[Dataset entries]
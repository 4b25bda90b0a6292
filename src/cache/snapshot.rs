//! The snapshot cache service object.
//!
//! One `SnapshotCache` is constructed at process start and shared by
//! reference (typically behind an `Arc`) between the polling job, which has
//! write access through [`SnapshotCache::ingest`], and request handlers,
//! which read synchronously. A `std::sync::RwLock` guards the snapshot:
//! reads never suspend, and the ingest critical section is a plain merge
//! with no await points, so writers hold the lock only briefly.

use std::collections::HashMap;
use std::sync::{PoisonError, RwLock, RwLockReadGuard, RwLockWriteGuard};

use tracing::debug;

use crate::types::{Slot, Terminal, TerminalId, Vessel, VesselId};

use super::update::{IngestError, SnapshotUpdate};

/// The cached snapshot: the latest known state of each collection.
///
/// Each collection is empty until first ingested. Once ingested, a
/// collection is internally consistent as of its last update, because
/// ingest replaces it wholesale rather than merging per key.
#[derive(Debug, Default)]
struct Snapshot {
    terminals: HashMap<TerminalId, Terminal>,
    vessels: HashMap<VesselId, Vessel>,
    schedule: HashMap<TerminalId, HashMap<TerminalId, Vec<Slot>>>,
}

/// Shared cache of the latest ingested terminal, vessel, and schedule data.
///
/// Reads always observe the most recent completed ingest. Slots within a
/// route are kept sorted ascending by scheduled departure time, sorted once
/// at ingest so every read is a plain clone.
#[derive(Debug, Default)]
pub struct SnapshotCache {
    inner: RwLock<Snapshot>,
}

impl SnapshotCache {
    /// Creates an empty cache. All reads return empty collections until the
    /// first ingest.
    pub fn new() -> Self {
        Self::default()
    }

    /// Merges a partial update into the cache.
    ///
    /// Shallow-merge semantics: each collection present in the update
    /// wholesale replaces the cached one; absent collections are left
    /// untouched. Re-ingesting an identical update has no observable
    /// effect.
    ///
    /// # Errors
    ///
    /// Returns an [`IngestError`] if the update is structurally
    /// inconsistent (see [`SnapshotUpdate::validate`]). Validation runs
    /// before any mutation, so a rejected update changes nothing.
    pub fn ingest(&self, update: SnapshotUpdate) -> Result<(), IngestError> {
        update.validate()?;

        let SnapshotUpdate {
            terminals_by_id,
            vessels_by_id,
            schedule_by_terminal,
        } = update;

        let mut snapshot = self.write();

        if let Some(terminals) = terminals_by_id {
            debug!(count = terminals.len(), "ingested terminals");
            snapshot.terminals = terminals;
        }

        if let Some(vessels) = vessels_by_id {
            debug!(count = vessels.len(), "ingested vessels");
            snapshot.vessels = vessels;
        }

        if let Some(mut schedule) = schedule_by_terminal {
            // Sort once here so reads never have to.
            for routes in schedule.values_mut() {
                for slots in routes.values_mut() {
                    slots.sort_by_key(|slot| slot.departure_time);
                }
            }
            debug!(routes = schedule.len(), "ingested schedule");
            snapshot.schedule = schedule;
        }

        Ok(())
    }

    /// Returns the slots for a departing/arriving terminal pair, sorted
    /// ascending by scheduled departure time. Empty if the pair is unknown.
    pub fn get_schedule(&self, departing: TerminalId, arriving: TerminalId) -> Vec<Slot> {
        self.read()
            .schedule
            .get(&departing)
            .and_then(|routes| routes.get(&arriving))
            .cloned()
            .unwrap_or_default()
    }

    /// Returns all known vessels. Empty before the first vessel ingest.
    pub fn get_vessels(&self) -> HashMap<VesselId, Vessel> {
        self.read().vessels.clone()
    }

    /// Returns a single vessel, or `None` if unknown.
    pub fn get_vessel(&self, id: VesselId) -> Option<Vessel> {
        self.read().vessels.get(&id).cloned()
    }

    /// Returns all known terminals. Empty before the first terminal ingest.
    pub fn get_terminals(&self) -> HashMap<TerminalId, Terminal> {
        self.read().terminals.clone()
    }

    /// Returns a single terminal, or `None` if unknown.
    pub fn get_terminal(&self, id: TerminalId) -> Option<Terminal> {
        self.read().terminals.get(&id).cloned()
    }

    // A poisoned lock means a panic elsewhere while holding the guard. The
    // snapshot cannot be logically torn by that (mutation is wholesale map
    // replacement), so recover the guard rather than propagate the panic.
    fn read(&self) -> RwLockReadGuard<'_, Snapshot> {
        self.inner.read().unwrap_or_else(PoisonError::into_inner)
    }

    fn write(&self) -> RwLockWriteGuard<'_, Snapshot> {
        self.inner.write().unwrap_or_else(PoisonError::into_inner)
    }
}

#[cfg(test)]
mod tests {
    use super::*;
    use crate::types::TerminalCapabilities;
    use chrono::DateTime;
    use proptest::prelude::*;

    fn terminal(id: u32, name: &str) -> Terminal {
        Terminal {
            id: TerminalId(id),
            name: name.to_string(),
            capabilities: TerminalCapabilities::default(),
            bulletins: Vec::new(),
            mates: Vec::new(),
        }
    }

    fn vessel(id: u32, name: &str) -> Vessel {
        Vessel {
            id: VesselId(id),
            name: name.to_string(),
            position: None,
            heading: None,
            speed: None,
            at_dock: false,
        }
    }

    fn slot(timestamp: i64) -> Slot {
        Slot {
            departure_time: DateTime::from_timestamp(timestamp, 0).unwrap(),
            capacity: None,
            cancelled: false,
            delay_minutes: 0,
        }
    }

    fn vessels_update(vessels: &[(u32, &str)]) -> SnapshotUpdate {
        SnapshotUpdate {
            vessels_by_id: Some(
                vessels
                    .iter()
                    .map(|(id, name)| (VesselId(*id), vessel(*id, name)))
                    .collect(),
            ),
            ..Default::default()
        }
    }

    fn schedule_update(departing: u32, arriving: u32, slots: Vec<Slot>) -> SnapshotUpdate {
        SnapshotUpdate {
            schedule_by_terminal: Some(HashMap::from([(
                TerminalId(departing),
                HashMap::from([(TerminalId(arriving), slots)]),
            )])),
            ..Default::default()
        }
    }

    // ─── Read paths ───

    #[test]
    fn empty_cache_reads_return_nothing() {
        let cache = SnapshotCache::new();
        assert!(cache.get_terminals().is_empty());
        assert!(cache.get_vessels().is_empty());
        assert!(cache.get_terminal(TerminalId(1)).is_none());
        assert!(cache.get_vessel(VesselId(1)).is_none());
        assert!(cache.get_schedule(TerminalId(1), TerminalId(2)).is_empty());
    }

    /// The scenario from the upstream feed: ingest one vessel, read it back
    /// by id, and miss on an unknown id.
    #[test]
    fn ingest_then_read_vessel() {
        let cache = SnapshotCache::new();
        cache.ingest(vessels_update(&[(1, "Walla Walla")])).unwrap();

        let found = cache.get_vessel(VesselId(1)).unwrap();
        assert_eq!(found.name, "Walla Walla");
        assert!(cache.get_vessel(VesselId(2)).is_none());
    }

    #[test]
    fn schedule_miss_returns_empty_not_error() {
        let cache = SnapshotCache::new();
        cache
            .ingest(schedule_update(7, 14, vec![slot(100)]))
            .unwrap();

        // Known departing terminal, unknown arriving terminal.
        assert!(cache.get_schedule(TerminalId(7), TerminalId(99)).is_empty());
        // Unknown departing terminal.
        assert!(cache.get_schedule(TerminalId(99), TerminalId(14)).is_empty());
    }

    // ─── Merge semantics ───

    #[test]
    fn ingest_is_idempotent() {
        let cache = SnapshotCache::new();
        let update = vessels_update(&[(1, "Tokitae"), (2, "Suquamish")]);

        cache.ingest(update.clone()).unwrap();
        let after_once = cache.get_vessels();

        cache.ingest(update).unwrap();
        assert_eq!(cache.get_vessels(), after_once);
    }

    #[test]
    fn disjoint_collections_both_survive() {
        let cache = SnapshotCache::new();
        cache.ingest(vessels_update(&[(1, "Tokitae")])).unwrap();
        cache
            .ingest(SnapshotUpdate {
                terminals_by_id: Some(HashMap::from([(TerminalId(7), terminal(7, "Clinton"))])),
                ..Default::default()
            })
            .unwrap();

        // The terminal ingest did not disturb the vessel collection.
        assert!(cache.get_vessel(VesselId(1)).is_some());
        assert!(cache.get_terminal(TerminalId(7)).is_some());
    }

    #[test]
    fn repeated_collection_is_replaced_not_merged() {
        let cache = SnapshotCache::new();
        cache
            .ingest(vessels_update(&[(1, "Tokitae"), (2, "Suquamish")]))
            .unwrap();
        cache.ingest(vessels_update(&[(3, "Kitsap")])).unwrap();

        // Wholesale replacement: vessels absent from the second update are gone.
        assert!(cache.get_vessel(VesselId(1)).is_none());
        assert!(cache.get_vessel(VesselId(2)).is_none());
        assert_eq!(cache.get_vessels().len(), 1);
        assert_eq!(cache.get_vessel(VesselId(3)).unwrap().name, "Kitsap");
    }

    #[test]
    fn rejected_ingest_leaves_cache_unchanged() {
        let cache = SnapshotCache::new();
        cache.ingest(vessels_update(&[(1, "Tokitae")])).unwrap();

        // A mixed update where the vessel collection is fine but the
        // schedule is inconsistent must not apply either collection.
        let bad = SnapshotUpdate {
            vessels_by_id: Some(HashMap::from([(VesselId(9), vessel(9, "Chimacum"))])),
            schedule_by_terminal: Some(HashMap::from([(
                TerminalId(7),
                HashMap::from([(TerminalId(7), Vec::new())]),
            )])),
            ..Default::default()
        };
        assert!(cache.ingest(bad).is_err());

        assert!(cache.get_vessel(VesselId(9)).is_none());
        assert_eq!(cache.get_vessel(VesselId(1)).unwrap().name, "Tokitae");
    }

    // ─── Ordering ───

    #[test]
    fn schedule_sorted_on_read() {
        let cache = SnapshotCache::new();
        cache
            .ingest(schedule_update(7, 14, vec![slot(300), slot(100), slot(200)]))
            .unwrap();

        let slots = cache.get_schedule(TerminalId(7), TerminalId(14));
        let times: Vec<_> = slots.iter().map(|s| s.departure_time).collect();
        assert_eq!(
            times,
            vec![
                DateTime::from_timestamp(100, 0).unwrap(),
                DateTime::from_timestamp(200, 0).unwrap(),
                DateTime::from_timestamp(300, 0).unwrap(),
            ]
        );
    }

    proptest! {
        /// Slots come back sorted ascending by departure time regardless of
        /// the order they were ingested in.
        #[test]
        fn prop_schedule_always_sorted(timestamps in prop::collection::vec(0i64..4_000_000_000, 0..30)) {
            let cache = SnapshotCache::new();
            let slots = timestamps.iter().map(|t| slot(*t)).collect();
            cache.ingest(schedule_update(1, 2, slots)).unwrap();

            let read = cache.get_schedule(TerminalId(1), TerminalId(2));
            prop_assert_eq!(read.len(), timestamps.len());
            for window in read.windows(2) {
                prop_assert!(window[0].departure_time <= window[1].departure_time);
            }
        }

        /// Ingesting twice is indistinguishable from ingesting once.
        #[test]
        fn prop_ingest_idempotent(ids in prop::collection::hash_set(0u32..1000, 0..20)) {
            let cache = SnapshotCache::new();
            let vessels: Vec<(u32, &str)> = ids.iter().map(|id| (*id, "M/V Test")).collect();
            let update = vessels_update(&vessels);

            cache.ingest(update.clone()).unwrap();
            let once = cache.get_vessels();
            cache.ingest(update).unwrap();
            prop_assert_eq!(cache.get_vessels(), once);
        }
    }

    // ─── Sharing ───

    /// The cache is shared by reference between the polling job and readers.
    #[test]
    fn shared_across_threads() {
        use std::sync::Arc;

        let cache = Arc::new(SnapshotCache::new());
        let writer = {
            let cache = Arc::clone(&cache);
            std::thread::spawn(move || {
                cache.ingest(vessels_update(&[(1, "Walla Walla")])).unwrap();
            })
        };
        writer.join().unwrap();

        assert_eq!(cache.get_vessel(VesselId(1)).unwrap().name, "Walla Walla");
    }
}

==

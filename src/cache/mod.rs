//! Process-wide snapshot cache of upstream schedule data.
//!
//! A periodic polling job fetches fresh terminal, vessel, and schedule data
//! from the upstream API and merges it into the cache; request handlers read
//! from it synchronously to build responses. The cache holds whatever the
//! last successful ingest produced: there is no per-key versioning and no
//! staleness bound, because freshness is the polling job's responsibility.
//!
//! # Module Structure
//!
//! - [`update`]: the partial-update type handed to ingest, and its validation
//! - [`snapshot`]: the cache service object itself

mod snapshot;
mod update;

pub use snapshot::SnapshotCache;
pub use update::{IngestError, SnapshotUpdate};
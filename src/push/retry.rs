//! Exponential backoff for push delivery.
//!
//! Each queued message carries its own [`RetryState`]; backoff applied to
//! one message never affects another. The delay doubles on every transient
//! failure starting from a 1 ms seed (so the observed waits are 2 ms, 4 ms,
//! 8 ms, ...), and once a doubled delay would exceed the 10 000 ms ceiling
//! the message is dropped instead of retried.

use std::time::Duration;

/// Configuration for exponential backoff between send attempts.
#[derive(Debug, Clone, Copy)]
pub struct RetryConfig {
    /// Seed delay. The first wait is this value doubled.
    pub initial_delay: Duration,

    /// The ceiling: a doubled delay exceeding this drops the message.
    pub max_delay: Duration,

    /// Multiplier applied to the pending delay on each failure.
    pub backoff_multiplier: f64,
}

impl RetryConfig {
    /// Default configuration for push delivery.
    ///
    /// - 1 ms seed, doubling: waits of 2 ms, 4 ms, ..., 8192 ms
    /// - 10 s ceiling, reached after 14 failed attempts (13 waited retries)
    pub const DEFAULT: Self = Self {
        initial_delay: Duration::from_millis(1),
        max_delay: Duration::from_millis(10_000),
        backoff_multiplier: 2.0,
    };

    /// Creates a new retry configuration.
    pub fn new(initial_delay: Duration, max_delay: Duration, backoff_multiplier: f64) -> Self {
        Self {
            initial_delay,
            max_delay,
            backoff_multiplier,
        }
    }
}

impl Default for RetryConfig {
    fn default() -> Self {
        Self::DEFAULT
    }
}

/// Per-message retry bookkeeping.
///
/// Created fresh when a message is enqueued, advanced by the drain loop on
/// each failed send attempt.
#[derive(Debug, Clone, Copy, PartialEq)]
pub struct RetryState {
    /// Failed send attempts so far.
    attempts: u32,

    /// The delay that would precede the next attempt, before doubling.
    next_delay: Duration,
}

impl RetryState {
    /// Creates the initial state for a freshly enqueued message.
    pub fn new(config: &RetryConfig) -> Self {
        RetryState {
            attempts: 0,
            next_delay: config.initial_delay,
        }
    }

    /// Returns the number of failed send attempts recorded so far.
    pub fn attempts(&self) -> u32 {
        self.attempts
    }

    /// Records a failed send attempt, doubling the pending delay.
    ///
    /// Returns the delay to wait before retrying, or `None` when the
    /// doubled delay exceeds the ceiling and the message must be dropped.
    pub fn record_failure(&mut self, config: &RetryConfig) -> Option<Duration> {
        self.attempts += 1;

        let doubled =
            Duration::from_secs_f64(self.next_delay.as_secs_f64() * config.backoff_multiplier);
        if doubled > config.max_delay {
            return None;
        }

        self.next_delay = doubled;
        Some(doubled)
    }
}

Assignment — From the data above, output exactly the lines between the one containing "let slots = cache.get_schedule(TerminalId(7), TerminalId(14));" and the one containing "time regardless of", counting both of them.

Your solution —
        let slots = cache.get_schedule(TerminalId(7), TerminalId(14));
        let times: Vec<_> = slots.iter().map(|s| s.departure_time).collect();
        assert_eq!(
            times,
            vec![
                DateTime::from_timestamp(100, 0).unwrap(),
                DateTime::from_timestamp(200, 0).unwrap(),
                DateTime::from_timestamp(300, 0).unwrap(),
            ]
        );
    }

    proptest! {
        /// Slots come back sorted ascending by departure time regardless of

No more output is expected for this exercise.